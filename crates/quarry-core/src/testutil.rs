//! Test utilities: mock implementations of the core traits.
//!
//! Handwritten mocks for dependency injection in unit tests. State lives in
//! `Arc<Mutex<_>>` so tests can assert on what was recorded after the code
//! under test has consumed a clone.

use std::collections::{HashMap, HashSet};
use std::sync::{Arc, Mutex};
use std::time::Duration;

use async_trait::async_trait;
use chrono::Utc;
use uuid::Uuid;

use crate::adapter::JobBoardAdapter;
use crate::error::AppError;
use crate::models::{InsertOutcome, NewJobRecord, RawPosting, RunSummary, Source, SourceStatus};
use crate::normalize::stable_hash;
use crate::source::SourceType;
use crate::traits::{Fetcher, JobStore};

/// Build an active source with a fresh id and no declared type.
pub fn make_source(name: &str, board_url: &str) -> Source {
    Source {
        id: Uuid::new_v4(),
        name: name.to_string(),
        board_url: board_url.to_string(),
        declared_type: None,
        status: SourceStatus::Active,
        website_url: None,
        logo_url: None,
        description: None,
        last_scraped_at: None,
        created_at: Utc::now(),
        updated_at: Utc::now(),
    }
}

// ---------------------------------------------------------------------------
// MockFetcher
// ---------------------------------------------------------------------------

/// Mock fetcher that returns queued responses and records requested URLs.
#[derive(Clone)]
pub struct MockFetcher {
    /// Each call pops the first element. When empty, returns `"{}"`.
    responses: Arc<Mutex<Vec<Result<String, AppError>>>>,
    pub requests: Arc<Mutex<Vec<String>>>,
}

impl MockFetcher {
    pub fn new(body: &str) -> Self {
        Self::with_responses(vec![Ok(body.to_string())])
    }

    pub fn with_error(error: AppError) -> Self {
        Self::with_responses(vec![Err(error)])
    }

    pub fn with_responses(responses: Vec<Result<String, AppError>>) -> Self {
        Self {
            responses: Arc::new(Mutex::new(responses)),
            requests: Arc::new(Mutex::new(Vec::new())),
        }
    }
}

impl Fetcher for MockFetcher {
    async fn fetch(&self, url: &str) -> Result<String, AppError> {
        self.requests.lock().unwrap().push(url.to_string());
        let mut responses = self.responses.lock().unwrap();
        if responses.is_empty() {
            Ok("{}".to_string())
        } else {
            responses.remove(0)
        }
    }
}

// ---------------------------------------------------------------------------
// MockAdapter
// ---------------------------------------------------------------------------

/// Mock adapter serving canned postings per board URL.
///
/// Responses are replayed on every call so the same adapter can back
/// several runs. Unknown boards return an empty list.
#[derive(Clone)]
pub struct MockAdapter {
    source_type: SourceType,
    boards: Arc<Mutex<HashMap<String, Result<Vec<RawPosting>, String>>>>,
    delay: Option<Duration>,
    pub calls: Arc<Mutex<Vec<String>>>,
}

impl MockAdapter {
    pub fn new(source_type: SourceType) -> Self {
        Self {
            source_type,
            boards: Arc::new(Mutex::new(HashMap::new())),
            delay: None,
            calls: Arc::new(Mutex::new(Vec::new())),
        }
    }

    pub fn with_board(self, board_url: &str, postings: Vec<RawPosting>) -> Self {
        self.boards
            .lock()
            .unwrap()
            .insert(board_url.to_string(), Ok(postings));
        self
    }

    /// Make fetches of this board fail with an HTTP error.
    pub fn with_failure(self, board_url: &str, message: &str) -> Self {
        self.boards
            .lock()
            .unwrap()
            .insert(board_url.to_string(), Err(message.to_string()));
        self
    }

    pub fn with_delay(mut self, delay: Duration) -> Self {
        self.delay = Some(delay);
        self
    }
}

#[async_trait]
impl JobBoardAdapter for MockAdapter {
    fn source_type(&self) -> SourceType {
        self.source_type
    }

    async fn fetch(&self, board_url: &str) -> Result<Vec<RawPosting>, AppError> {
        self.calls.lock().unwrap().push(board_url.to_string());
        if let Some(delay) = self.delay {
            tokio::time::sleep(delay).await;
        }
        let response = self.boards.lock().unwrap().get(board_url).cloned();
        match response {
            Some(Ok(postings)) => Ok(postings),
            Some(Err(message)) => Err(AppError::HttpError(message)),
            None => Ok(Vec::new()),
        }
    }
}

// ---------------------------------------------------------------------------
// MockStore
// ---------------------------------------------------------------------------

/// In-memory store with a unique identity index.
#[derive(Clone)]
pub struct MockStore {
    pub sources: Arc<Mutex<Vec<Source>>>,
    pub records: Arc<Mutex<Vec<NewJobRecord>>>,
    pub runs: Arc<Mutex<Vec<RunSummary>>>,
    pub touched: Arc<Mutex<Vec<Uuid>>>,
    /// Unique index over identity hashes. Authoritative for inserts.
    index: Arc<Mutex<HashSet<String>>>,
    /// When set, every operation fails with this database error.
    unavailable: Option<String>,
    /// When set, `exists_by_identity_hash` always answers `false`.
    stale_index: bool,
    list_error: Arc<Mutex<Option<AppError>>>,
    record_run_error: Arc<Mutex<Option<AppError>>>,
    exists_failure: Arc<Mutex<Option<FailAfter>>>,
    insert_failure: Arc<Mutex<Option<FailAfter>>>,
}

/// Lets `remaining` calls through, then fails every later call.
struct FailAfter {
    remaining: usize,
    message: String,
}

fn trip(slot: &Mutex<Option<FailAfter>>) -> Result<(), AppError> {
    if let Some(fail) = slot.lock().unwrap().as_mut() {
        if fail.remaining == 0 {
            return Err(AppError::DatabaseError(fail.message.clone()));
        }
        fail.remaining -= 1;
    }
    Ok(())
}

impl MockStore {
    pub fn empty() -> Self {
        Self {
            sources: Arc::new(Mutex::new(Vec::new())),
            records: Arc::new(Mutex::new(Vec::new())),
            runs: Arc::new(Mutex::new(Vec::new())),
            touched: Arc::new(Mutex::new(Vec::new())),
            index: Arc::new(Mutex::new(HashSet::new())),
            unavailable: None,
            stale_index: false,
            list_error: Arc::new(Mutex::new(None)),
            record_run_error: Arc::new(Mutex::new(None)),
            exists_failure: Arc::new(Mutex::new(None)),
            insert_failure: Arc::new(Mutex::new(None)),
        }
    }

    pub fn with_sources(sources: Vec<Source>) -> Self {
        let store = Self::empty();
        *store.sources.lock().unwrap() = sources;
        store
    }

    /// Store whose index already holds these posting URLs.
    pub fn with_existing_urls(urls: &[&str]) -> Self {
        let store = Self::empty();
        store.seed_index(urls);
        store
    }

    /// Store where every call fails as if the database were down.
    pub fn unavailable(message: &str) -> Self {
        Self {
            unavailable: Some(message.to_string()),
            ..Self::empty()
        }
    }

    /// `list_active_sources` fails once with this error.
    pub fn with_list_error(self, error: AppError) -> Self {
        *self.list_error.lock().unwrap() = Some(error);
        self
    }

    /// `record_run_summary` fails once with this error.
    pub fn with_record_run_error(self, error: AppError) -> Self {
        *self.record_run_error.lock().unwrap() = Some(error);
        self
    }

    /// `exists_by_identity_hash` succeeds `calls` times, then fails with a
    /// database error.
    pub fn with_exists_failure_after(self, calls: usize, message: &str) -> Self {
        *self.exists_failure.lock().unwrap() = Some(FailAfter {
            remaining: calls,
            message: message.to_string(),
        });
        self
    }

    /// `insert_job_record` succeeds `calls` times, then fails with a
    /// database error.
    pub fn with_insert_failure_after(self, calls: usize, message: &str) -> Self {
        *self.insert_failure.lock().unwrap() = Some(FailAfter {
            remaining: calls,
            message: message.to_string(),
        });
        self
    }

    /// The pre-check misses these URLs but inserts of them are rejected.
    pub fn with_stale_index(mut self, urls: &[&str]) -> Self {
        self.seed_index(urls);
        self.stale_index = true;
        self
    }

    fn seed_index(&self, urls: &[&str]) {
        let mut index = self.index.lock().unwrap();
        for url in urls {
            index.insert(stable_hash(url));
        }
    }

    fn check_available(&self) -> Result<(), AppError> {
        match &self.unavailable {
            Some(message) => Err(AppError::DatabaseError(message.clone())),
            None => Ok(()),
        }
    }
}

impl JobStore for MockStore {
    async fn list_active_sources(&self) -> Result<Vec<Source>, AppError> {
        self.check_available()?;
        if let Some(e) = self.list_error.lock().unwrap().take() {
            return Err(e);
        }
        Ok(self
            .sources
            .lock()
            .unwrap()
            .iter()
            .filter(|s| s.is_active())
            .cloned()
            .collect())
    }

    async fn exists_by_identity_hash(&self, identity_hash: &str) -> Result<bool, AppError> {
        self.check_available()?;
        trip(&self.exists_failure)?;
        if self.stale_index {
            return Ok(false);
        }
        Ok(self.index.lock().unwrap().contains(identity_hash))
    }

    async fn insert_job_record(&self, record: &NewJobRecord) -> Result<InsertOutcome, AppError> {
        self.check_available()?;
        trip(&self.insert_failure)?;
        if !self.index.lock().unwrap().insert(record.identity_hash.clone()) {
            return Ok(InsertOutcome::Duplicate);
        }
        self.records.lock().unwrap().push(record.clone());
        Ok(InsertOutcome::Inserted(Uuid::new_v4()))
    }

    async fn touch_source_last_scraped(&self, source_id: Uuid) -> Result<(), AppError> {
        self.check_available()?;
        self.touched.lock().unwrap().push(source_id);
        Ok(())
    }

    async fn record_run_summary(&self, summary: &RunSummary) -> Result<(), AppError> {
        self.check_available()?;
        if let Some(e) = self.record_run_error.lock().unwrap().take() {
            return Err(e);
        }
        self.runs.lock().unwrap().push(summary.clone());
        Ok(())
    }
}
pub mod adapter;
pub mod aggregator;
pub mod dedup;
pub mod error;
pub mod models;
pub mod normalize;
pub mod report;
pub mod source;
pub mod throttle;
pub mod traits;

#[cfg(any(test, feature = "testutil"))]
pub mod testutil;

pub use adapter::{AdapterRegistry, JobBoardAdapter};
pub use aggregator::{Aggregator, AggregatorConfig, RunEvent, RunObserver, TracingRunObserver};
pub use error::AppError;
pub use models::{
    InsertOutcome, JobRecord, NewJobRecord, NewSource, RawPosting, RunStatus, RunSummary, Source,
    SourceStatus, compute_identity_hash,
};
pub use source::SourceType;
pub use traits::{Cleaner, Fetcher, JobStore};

--

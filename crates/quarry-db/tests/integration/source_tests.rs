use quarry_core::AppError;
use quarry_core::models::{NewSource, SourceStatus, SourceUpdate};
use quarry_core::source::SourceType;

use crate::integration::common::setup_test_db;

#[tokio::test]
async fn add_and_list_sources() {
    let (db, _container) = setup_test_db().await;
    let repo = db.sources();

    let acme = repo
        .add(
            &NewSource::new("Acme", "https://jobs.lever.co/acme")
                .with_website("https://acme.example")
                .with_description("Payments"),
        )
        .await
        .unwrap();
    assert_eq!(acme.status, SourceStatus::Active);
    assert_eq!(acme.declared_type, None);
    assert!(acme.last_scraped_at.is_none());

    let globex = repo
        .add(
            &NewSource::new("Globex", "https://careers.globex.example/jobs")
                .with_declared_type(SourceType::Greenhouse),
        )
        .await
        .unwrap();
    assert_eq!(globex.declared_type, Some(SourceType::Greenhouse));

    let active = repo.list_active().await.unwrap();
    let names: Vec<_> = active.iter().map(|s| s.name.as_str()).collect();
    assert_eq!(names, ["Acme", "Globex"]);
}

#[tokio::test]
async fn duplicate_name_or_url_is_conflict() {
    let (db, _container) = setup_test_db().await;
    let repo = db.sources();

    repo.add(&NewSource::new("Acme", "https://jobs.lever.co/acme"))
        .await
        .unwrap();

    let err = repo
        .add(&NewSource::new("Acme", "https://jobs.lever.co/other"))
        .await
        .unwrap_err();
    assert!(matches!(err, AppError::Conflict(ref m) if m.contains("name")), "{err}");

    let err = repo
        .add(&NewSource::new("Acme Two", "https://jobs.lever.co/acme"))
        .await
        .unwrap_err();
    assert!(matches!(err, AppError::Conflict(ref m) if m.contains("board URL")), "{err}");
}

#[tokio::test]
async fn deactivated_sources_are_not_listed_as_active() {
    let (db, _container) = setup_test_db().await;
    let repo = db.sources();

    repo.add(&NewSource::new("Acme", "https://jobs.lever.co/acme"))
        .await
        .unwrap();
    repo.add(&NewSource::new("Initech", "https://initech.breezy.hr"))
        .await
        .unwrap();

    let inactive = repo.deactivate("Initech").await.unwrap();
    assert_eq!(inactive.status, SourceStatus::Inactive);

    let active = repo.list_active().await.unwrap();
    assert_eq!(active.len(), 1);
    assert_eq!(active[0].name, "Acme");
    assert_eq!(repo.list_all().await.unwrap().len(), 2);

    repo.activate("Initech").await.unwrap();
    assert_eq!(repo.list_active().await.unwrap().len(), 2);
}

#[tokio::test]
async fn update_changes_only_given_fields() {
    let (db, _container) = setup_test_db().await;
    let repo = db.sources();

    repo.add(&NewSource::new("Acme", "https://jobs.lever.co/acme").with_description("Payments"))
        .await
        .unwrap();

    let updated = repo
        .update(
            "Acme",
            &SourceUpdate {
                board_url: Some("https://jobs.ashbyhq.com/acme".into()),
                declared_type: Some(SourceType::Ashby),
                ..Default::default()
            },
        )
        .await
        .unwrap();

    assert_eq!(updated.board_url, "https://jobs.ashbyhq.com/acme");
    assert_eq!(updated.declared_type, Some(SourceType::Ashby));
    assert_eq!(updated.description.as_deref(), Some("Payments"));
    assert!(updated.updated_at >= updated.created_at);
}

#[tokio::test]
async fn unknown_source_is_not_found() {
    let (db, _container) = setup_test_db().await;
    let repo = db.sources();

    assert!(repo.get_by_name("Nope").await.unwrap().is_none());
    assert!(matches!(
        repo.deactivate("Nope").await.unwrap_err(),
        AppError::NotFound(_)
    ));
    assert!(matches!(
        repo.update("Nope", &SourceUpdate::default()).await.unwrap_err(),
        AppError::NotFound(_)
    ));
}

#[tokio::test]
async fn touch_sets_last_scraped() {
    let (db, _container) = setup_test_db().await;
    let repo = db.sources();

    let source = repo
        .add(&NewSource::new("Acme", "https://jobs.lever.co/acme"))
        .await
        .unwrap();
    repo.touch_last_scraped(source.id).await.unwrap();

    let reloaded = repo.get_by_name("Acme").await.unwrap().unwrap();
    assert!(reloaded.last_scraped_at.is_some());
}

# [Brief]
What the answer needs is every line from the data above with "Greenhouse" in it.

# [Problem solution]
                .with_declared_type(SourceType::Greenhouse),
    assert_eq!(globex.declared_type, Some(SourceType::Greenhouse));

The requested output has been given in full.